# November 8th. Auction



## The Guy (Nov 26, 2010)

WHO'S BRINGING "WHAT" ON SATURDAY FOR AUCTION? 
WHAT ARE YOU "LOOKING" FOR?

:bigsmile:


----------



## randylahey (Jun 25, 2013)

Not bringing anything. I'll be hitting my first one for the show and of course, plants or anything that piques my interest. I'll actually have time to make it to one of these events!


----------



## ddcool (Jul 31, 2012)

If I go I'll bring some plecos and trumpet snails. Never been and unsure if it would be worth it.
I'm thinking the majority of people are looking for salt water items?


----------



## guppygeorge (Sep 6, 2010)

The Guy said:


> WHO'S BRINGING "WHAT" ON SATURDAY FOR AUCTION?
> WHAT ARE YOU "LOOKING" FOR? :bigsmile:


Mark and myself will be bringing some show quality guppies, and I know at last three of the best killifish breeders from our VAKC Club will be bringing some top quality killies  What will you be bringing Laurie ?


----------



## Dawna (Jul 29, 2013)

Probably going to be looking for 1-2 adult female silvertip or albino if have, and some blue male rams for a friend. Going to sell some cherry shrimps, plants limnophilia spp. and rotala spp., and misc stuff eg UV sterilizer


----------



## Thinh (Oct 28, 2014)

Hi I'm new to this, wondering if you sell guppies from home. I want to add some more from a different source to my classroom tank. Would only need a few. Looking for cleaner team, for a guppy tank. Any shrimps, or snails?


----------



## Thinh (Oct 28, 2014)

Would you be interested in selling some snails or plecos? I also live in Surrey.


----------



## Thinh (Oct 28, 2014)

*Looking for stock for planted tank*

Can't make it to the auction but interested in guppies, shrimps, snails, WHY


----------



## AquaAddict (Dec 4, 2010)

*corals and zoas*



Thinh said:


> Can't make it to the auction but interested in guppies, shrimps, snails, WHY


I will be bringing blue sps and blue zoas - they don't like my LED's

AquaAddict

PS also a small Tunze pump almost brand new


----------



## The Guy (Nov 26, 2010)

ddcool said:


> If I go I'll bring some plecos and trumpet snails. Never been and unsure if it would be worth it.
> I'm thinking the majority of people are looking for salt water items?
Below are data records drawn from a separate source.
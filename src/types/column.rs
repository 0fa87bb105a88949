use std::fmt;
use std::sync::Arc;

use serde::{Deserialize, Serialize};
use serde_json::Value;

use super::format::parse_date;
use super::record::{FieldPath, Record};
use crate::grid::GridError;

/// How the values of a column compare when sorted.
#[derive(Debug, Clone, Copy, PartialEq, Eq, Default, Serialize, Deserialize)]
#[serde(rename_all = "lowercase")]
pub enum ValueKind {
	#[default]
	Text,
	Number,
	Date,
	Boolean,
	/// Structured values with no meaningful order.
	Json,
}

impl ValueKind {
	#[must_use]
	pub fn is_comparable(self) -> bool {
		!matches!(self, Self::Json)
	}

	/// Guess the kind of a sample value when columns are inferred.
	#[must_use]
	pub fn infer(value: &Value) -> Self {
		match value {
			Value::Bool(_) => Self::Boolean,
			Value::Number(_) => Self::Number,
			Value::String(text) if parse_date(text).is_some() => Self::Date,
			Value::Array(_) | Value::Object(_) => Self::Json,
			Value::String(_) | Value::Null => Self::Text,
		}
	}

	#[must_use]
	pub fn parse(name: &str) -> Option<Self> {
		match name.trim().to_ascii_lowercase().as_str() {
			"text" | "string" => Some(Self::Text),
			"number" | "numeric" => Some(Self::Number),
			"date" | "datetime" => Some(Self::Date),
			"boolean" | "bool" => Some(Self::Boolean),
			"json" => Some(Self::Json),
			_ => None,
		}
	}

	#[must_use]
	pub fn as_str(self) -> &'static str {
		match self {
			Self::Text => "text",
			Self::Number => "number",
			Self::Date => "date",
			Self::Boolean => "boolean",
			Self::Json => "json",
		}
	}
}

type CellFn = dyn Fn(&Record) -> String + Send + Sync;

/// Projection from a record to the text shown in a cell.
#[derive(Clone, Default)]
pub enum CellRenderer {
	/// Stringify the raw value at the column key.
	#[default]
	Default,
	Custom(Arc<CellFn>),
}

impl fmt::Debug for CellRenderer {
	fn fmt(&self, f: &mut fmt::Formatter<'_>) -> fmt::Result {
		match self {
			Self::Default => f.write_str("Default"),
			Self::Custom(_) => f.write_str("Custom(..)"),
		}
	}
}

/// Describes how to label, sort, and render one field of a record.
#[derive(Debug, Clone)]
pub struct Column {
	pub key: FieldPath,
	pub header: String,
	pub sortable: bool,
	pub kind: ValueKind,
	/// Fixed display width in terminal cells. `None` shares the remaining space.
	pub width: Option<u16>,
	pub cell: CellRenderer,
}

impl Column {
	pub fn new(key: FieldPath, header: impl Into<String>) -> Self {
		Self {
			key,
			header: header.into(),
			sortable: false,
			kind: ValueKind::Text,
			width: None,
			cell: CellRenderer::Default,
		}
	}

	/// Parse `key` and build a column in one step.
	pub fn parse(key: &str, header: impl Into<String>) -> Result<Self, GridError> {
		Ok(Self::new(FieldPath::parse(key)?, header))
	}

	#[must_use]
	pub fn sortable(mut self) -> Self {
		self.sortable = true;
		self
	}

	#[must_use]
	pub fn kind(mut self, kind: ValueKind) -> Self {
		self.kind = kind;
		self
	}

	#[must_use]
	pub fn width(mut self, width: u16) -> Self {
		self.width = Some(width);
		self
	}

	#[must_use]
	pub fn render_with<F>(mut self, render: F) -> Self
	where
		F: Fn(&Record) -> String + Send + Sync + 'static,
	{
		self.cell = CellRenderer::Custom(Arc::new(render));
		self
	}

	/// Derive one sortable column per top-level field of `sample`.
	///
	/// Structured fields become unsortable JSON columns.
	#[must_use]
	pub fn infer_from(sample: &Record) -> Vec<Column> {
		sample
			.fields()
			.map(|(name, value)| {
				let kind = ValueKind::infer(value);
				let column = Column::new(FieldPath::literal(name), header_label(name)).kind(kind);
				if kind.is_comparable() {
					column.sortable()
				} else {
					column
				}
			})
			.collect()
	}
}

/// Turn a field name such as `created_at` or `firstName` into `Created At` / `First Name`.
#[must_use]
pub fn header_label(field: &str) -> String {
	let mut words: Vec<String> = Vec::new();
	let mut current = String::new();
	let mut previous_lower = false;
	for ch in field.chars() {
		if ch == '_' || ch == '-' || ch.is_whitespace() {
			if !current.is_empty() {
				words.push(std::mem::take(&mut current));
			}
			previous_lower = false;
			continue;
		}
		if ch.is_uppercase() && previous_lower && !current.is_empty() {
			words.push(std::mem::take(&mut current));
		}
		previous_lower = ch.is_lowercase() || ch.is_ascii_digit();
		current.push(ch);
	}
	if !current.is_empty() {
		words.push(current);
	}

	words
		.into_iter()
		.map(|word| {
			let mut chars = word.chars();
			match chars.next() {
				Some(first) => first.to_uppercase().chain(chars).collect(),
				None => String::new(),
			}
		})
		.collect::<Vec<_>>()
		.join(" ")
}

#[cfg(test)]
mod tests {
	use super::*;
	use serde_json::json;

	#[test]
	fn header_labels_split_snake_and_camel_case() {
		assert_eq!(header_label("created_at"), "Created At");
		assert_eq!(header_label("firstName"), "First Name");
		assert_eq!(header_label("id"), "Id");
		assert_eq!(header_label("ID"), "ID");
	}

	#[test]
	fn inferred_columns_follow_field_order_and_kinds() {
		let sample = Record::from_value(json!({
			"id": 1,
			"name": "Alice",
			"joined": "2024-03-01",
			"active": true,
			"meta": { "source": "import" },
		}))
		.unwrap();

		let columns = Column::infer_from(&sample);
		let summary: Vec<(&str, ValueKind, bool)> = columns
			.iter()
			.map(|column| (column.key.as_str(), column.kind, column.sortable))
			.collect();
		assert_eq!(
			summary,
			vec![
				("id", ValueKind::Number, true),
				("name", ValueKind::Text, true),
				("joined", ValueKind::Date, true),
				("active", ValueKind::Boolean, true),
				("meta", ValueKind::Json, false),
			]
		);
	}

	#[test]
	fn inferred_columns_address_top_level_keys_verbatim() {
		let sample = Record::from_value(json!({
			"id": 1,
			"user.name": "Ann",
			" padded": "x",
		}))
		.unwrap();

		let columns = Column::infer_from(&sample);
		let keys: Vec<&str> = columns.iter().map(|column| column.key.as_str()).collect();
		assert_eq!(keys, vec!["id", "user.name", " padded"]);
		assert_eq!(columns[1].header, "User.name");
		assert_eq!(sample.get(&columns[1].key), Some(&json!("Ann")));
		assert_eq!(sample.get(&columns[2].key), Some(&json!("x")));

		let records = vec![sample];
		let rows: Vec<&Record> = records.iter().collect();
		let csv = crate::grid::to_csv(&rows, &columns).unwrap();
		assert_eq!(csv, "Id,User.name,Padded\n1,Ann,x\n");
		let matched = crate::grid::view(&records, &columns, "ann", None, 0, 10).unwrap();
		assert_eq!(matched.filtered_count(), 1);
	}

	#[test]
	fn value_kinds_parse_aliases() {
		assert_eq!(ValueKind::parse("Numeric"), Some(ValueKind::Number));
		assert_eq!(ValueKind::parse("bool"), Some(ValueKind::Boolean));
		assert_eq!(ValueKind::parse("blob"), None);
	}
}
I would say most people that attend are fresh water people and some SW people. I'm bringing a 10 g tank, misc. equipment and some tank chemicals and what ever else I find.


----------



## SeaHorse_Fanatic (Apr 22, 2010)

If I have time to clean out my carport storage area, I'll have a few small tanks, some fw equipment and maybe some sw equipment too. Maybe some livestock if I have time.


----------



## Claudia (Apr 21, 2010)

I think is to late for me to register to sell..oh well maybe next year


----------



## SeaHorse_Fanatic (Apr 22, 2010)

I don't think it's too late Claudia.


----------



## guppygeorge (Sep 6, 2010)

Claudia said:


> I think is to late for me to register to sell..oh well maybe next year


Aw c'mon Claudia.....what would our monster auction without you winning a big prize and saying " I Love you Dave" :bigsmile:


----------



## guppygeorge (Sep 6, 2010)

Thinh said:


> Hi I'm new to this, wondering if you sell guppies from home. I want to add some more from a different source to my classroom tank. Would only need a few. Looking for cleaner team, for a guppy tank. Any shrimps, or snails?


p.m. sent.........


----------



## Claudia (Apr 21, 2010)

SeaHorse_Fanatic said:


> I don't think it's too late Claudia.


I dont dont want to pay the late fee


----------



## April (Apr 21, 2010)

Claudia should
Be
Exempt as she does a lot for the club. 


Sent by tapatalk in north Burnaby


----------



## The Guy (Nov 26, 2010)

Registration as per the auction was pretty easy: e-mail Dave with your name & membership # if you are a member, or just your name if you have not joined the club yet. (5 minutes max). Download a sellers list off the VAHS site, fill it in (at your leisure) and bring it to the sign in desk on Saturday, Maximum 20 items.
Easy- Peasy


----------



## SeaHorse_Fanatic (Apr 22, 2010)

Thanks Laurie. 

It's pretty much the same every year, so anybody who's been with the club and attended the auction year-after-year should have this routine down pat. Auction date has also been set for early November for as long as I remember. I'll be there early to help out (if I can get my stuff together in the morning).

Anthony


----------



## The Guy (Nov 26, 2010)

SeaHorse_Fanatic said:


> Thanks Laurie.
> 
> It's pretty much the same every year, so anybody who's been with the club and attended the auction year-after-year should have this routine down pat. Auction date has also been set for early November for as long as I remember. I'll be there early to help out (if I can get my stuff together in the morning).
> 
> Anthony


Awesome see you there bud.


----------



## CRS Fan (Apr 21, 2010)

Claudia said:


> I dont dont want to pay the late fee


Nooooooo...... Claudia is selling too? See you there honey !!!!

Best regards,

Stuart


----------



## onefishtwofish (Apr 21, 2010)

Claudia said:


> I dont dont want to pay the late fee


you could show up early and hire yourself out as a parking valet/swamper to carry everyones stuff in and out of the gym for them. you should make enough in tips to register with the late fee. if you just strap matteo on your back you can use the baby stroller to transport the smaller stuff with one arm and still get a 5 gallon tank under the other arm. you have many options. i can think of more between now and the auction cause thats just the good kind of friend i am.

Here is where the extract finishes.